Fery tersentak dibentak begitu. Dipandangnya Ryan dengan tatapan tajam. Baru kali ini ada orang yang membentaknya, di depan umum lagi! naluri cowok itu segera bekerja. Ia berdiri dengan tangan terkepal.
“Hei, tau apa lu tentang gw? hah?! Tau apa lu tentang gw? tau pa lu tentang gw dan Dinda? Berani lu sama gw?” Fery mencengkram kerah baju Ryan sampai kusut. Ryanpun tampak siaga, siap membalas. Semua pengunjung kafe sekarang tampak diam, tak berani bersuara.
“Eit, STOP!! Udah Fer, masak lu mau berantem sama dia anak kampung gini, nggak lucu kan?” Selly menahan Fery, lalu berpaling pada Ryan, “Hei, berani lu ya, bentak – bentak gw dan temen – temen gw? lu pikir lu siapa? Keluar deh lu dari sini! Satpam..!” Selly melerai.
Dua orang lelaki bertubuh kekar dan berpakaian bertuliskan “security” segera pasang badan. Fery langsung melepaskan kerah baju Ryan, tanpa melepaskan tatapannya yang masih tajam. Tanpa menunggu kedua lelaki itu menyeretnya keluar, Ryan segera berbalik dan pergi meninggalkan hiruk pikuk yang kembali mewarnai kafe itu.
Percuma.
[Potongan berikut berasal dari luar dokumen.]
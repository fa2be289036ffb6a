//! SQL Abstract Syntax Tree (AST)
//!
//! This module defines the AST nodes for SQL statements. Each statement kind
//! carries only the fields its executor needs.

use super::classifier::StatementKind;
use crate::catalog::{Column, TableConstraint};
use crate::storage::Value;

/// A SQL statement
#[derive(Debug, Clone, PartialEq)]
pub enum Statement {
    /// SELECT statement
    Select(SelectStatement),
    /// INSERT statement
    Insert(InsertStatement),
    /// UPDATE statement
    Update(UpdateStatement),
    /// DELETE statement
    Delete(DeleteStatement),
    /// CREATE TABLE statement
    CreateTable(CreateTableStatement),
    /// DROP TABLE statement
    DropTable { table_name: String, if_exists: bool },
    /// ALTER TABLE, accepted without effect
    AlterTable { table_name: String },
    /// TRUNCATE TABLE statement
    TruncateTable { table_name: String },
    /// CREATE DATABASE / CREATE SCHEMA
    CreateDatabase { name: String, if_not_exists: bool },
    /// DROP DATABASE / DROP SCHEMA
    DropDatabase { name: String, if_exists: bool },
    /// CREATE [UNIQUE] INDEX
    CreateIndex(CreateIndexStatement),
    /// DROP INDEX name [ON table]
    DropIndex {
        index_name: String,
        table_name: Option<String>,
    },
    /// SHOW TABLES
    ShowTables,
    /// SHOW DATABASES
    ShowDatabases,
    /// DESCRIBE table
    Describe { table_name: String },
    /// USE database
    Use { database: String },
    /// EXPLAIN <statement>
    Explain(Box<Statement>),
    /// BEGIN / START TRANSACTION
    BeginTransaction,
    /// COMMIT
    Commit,
    /// ROLLBACK
    Rollback,
}

impl Statement {
    /// The statement kind this node was parsed as
    pub fn kind(&self) -> StatementKind {
        match self {
            Statement::Select(_) => StatementKind::Select,
            Statement::Insert(_) => StatementKind::Insert,
            Statement::Update(_) => StatementKind::Update,
            Statement::Delete(_) => StatementKind::Delete,
            Statement::CreateTable(_) => StatementKind::CreateTable,
            Statement::DropTable { .. } => StatementKind::DropTable,
            Statement::AlterTable { .. } => StatementKind::AlterTable,
            Statement::TruncateTable { .. } => StatementKind::TruncateTable,
            Statement::CreateDatabase { .. } => StatementKind::CreateDatabase,
            Statement::DropDatabase { .. } => StatementKind::DropDatabase,
            Statement::CreateIndex(_) => StatementKind::CreateIndex,
            Statement::DropIndex { .. } => StatementKind::DropIndex,
            Statement::ShowTables => StatementKind::ShowTables,
            Statement::ShowDatabases => StatementKind::ShowDatabases,
            Statement::Describe { .. } => StatementKind::Describe,
            Statement::Use { .. } => StatementKind::Use,
            Statement::Explain(_) => StatementKind::Explain,
            Statement::BeginTransaction => StatementKind::Begin,
            Statement::Commit => StatementKind::Commit,
            Statement::Rollback => StatementKind::Rollback,
        }
    }

    /// The table a statement targets, if any
    pub fn table_name(&self) -> Option<&str> {
        match self {
            Statement::Select(s) => Some(&s.table_name),
            Statement::Insert(s) => Some(&s.table_name),
            Statement::Update(s) => Some(&s.table_name),
            Statement::Delete(s) => Some(&s.table_name),
            Statement::CreateTable(s) => Some(&s.table_name),
            Statement::CreateIndex(s) => Some(&s.table_name),
            Statement::DropTable { table_name, .. }
            | Statement::AlterTable { table_name }
            | Statement::TruncateTable { table_name }
            | Statement::Describe { table_name } => Some(table_name),
            Statement::DropIndex { table_name, .. } => table_name.as_deref(),
            _ => None,
        }
    }
}

/// SELECT statement
#[derive(Debug, Clone, PartialEq)]
pub struct SelectStatement {
    /// Projection
    pub columns: Projection,
    /// Source table
    pub table_name: String,
    /// WHERE clause
    pub where_clause: Option<Condition>,
    /// GROUP BY columns
    pub group_by: Vec<String>,
    /// ORDER BY clause
    pub order_by: Vec<OrderByItem>,
    /// LIMIT clause
    pub limit: Option<Limit>,
}

/// Requested SELECT columns
#[derive(Debug, Clone, PartialEq)]
pub enum Projection {
    /// `*`
    All,
    /// Explicit names, as written
    Columns(Vec<String>),
}

/// ORDER BY item
#[derive(Debug, Clone, PartialEq)]
pub struct OrderByItem {
    pub column: String,
    /// Ascending (true) or descending (false)
    pub ascending: bool,
}

/// `LIMIT count`, `LIMIT offset, count` or `LIMIT count OFFSET offset`
#[derive(Debug, Clone, Copy, PartialEq, Eq)]
pub struct Limit {
    pub offset: usize,
    pub count: usize,
}

/// INSERT statement
#[derive(Debug, Clone, PartialEq)]
pub struct InsertStatement {
    /// Target table name
    pub table_name: String,
    /// Column names (optional)
    pub columns: Option<Vec<String>>,
    /// Value tuples
    pub values: Vec<Vec<Literal>>,
}

/// UPDATE statement
#[derive(Debug, Clone, PartialEq)]
pub struct UpdateStatement {
    /// Target table name
    pub table_name: String,
    /// SET clause (column = value pairs)
    pub assignments: Vec<Assignment>,
    /// WHERE clause
    pub where_clause: Option<Condition>,
}

/// Column assignment (for UPDATE)
#[derive(Debug, Clone, PartialEq)]
pub struct Assignment {
    /// Column name
    pub column: String,
    /// New value
    pub value: Literal,
}

/// DELETE statement
#[derive(Debug, Clone, PartialEq)]
pub struct DeleteStatement {
    /// Target table name
    pub table_name: String,
    /// WHERE clause
    pub where_clause: Option<Condition>,
}

/// CREATE TABLE statement
#[derive(Debug, Clone, PartialEq)]
pub struct CreateTableStatement {
    /// Table name
    pub table_name: String,
    /// Column definitions
    pub columns: Vec<Column>,
    /// Table constraints, recorded as written
    pub constraints: Vec<TableConstraint>,
    /// IF NOT EXISTS flag
    pub if_not_exists: bool,
    pub engine: Option<String>,
    pub charset: Option<String>,
}

/// CREATE INDEX statement
#[derive(Debug, Clone, PartialEq)]
pub struct CreateIndexStatement {
    /// Index name
    pub index_name: String,
    /// Table name
    pub table_name: String,
    /// Column names
    pub columns: Vec<String>,
    /// UNIQUE flag
    pub unique: bool,
}

/// A literal as written in VALUES, SET or a WHERE predicate
#[derive(Debug, Clone, PartialEq)]
pub enum Literal {
    /// NULL
    Null,
    /// DEFAULT
    Default,
    /// CURRENT_TIMESTAMP or NOW()
    CurrentTimestamp,
    /// Quoted string, de-quoted
    String(String),
    /// Numeric literal, as written
    Number(String),
    /// Any other bare word, e.g. TRUE
    Word(String),
}

impl Literal {
    /// Raw text to coerce by column type. NULL, DEFAULT and
    /// CURRENT_TIMESTAMP have none.
    pub fn raw(&self) -> Option<&str> {
        match self {
            Literal::String(s) | Literal::Number(s) | Literal::Word(s) => Some(s),
            Literal::Null | Literal::Default | Literal::CurrentTimestamp => None,
        }
    }

    /// Untyped value used on the right-hand side of comparisons
    pub fn to_value(&self) -> Value {
        match self {
            Literal::Null | Literal::Default => Value::Null,
            Literal::CurrentTimestamp => Value::current_timestamp(),
            Literal::String(s) | Literal::Number(s) | Literal::Word(s) => Value::String(s.clone()),
        }
    }
}

/// WHERE clause: simple predicates joined by AND/OR.
///
/// There is no precedence and no grouping. Connectives fold strictly left to
/// right, so `a OR b AND c` means `(a OR b) AND c`.
#[derive(Debug, Clone, PartialEq)]
pub struct Condition {
    pub first: Predicate,
    pub rest: Vec<(LogicalOperator, Predicate)>,
}

/// AND / OR
#[derive(Debug, Clone, Copy, PartialEq, Eq)]
pub enum LogicalOperator {
    And,
    Or,
}

/// A single simple condition
#[derive(Debug, Clone, PartialEq)]
pub enum Predicate {
    /// `col <op> value`
    Compare {
        column: String,
        op: CompareOperator,
        value: Literal,
    },
    /// `col [NOT] IN (v1, v2, ...)`
    InList {
        column: String,
        values: Vec<Literal>,
        negated: bool,
    },
    /// `col [NOT] LIKE 'pattern'`
    Like {
        column: String,
        pattern: String,
        negated: bool,
    },
    /// `col IS [NOT] NULL`
    IsNull { column: String, negated: bool },
    /// Text that matched no predicate form. Evaluates to true.
    Unrecognized(String),
}

/// Comparison operator
#[derive(Debug, Clone, Copy, PartialEq, Eq)]
pub enum CompareOperator {
    Eq,
    Neq,
    Lt,
    Gt,
    Lte,
    Gte,
}
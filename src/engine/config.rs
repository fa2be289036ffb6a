//! Engine configuration

/// Default bound on the history log
pub const DEFAULT_HISTORY_CAPACITY: usize = 100;

/// Characters of statement text kept per history entry
pub const DEFAULT_HISTORY_QUERY_CHARS: usize = 200;

/// Engine configuration
#[derive(Debug, Clone, PartialEq, Eq)]
pub struct EngineConfig {
    /// Maximum number of history entries kept, newest first
    pub history_capacity: usize,
    /// Statement text is truncated to this many characters in history
    pub history_query_chars: usize,
    /// Database used when the caller names none and nothing is selected
    pub default_database: String,
    /// Store key holding the database collection
    pub databases_key: String,
    /// Store key holding the current database name
    pub current_database_key: String,
    /// Store key holding the history log
    pub history_key: String,
}

impl Default for EngineConfig {
    fn default() -> Self {
        Self {
            history_capacity: DEFAULT_HISTORY_CAPACITY,
            history_query_chars: DEFAULT_HISTORY_QUERY_CHARS,
            default_database: "default".to_string(),
            databases_key: "tabula.databases".to_string(),
            current_database_key: "tabula.current_database".to_string(),
            history_key: "tabula.history".to_string(),
        }
    }
}

impl EngineConfig {
    /// Create a new engine config with default values
    pub fn new() -> Self {
        Self::default()
    }

    /// Set the history capacity
    pub fn history_capacity(mut self, capacity: usize) -> Self {
        self.history_capacity = capacity;
        self
    }

    pub fn history_query_chars(mut self, chars: usize) -> Self {
        self.history_query_chars = chars;
        self
    }

    /// Set the fallback database name
    pub fn default_database(mut self, name: impl Into<String>) -> Self {
        self.default_database = name.into();
        self
    }

    /// Prefix all three persistence keys, e.g. `app` gives `app.databases`.
    pub fn key_prefix(mut self, prefix: &str) -> Self {
        self.databases_key = format!("{}.databases", prefix);
        self.current_database_key = format!("{}.current_database", prefix);
        self.history_key = format!("{}.history", prefix);
        self
    }
}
Sungguh percuma meminta pertolongan mereka. Nggak cewek – cewek centil itu, nggak Fery, semuanya sama!, maki Ryan dalam hati. Lalu bagaimana lagi ia harus membantu gadis itu?
Ryan tahu betul kesulitan keuangan yang dialami Dinda, meskipun Dinda berusaha menyembunyikan hal itu kepadanya. Sementara ini memang uang hasil sewa rumah yang merupakan jalan terakhir itu cukup untuk membiayai perawatan pak Pram. Tapi sampai kapan uang itu mencukupi, sedangkan biaya perharinya saja mencapai jutaaan rupiah? Lalu bagaimana dengan pengobatan dan perawatan yang juga harus dijalani gadis itu agar sembuh dari tebe-nya?

………………..

Dinda baru hendak mengetuk pintu ruangan dokter Hans ketika terdengar suara dari dalam. Oo.. berarti sedang ada tamu, pikir Dinda, lalu duduk di bangku yang berderet di samping pintu masuk.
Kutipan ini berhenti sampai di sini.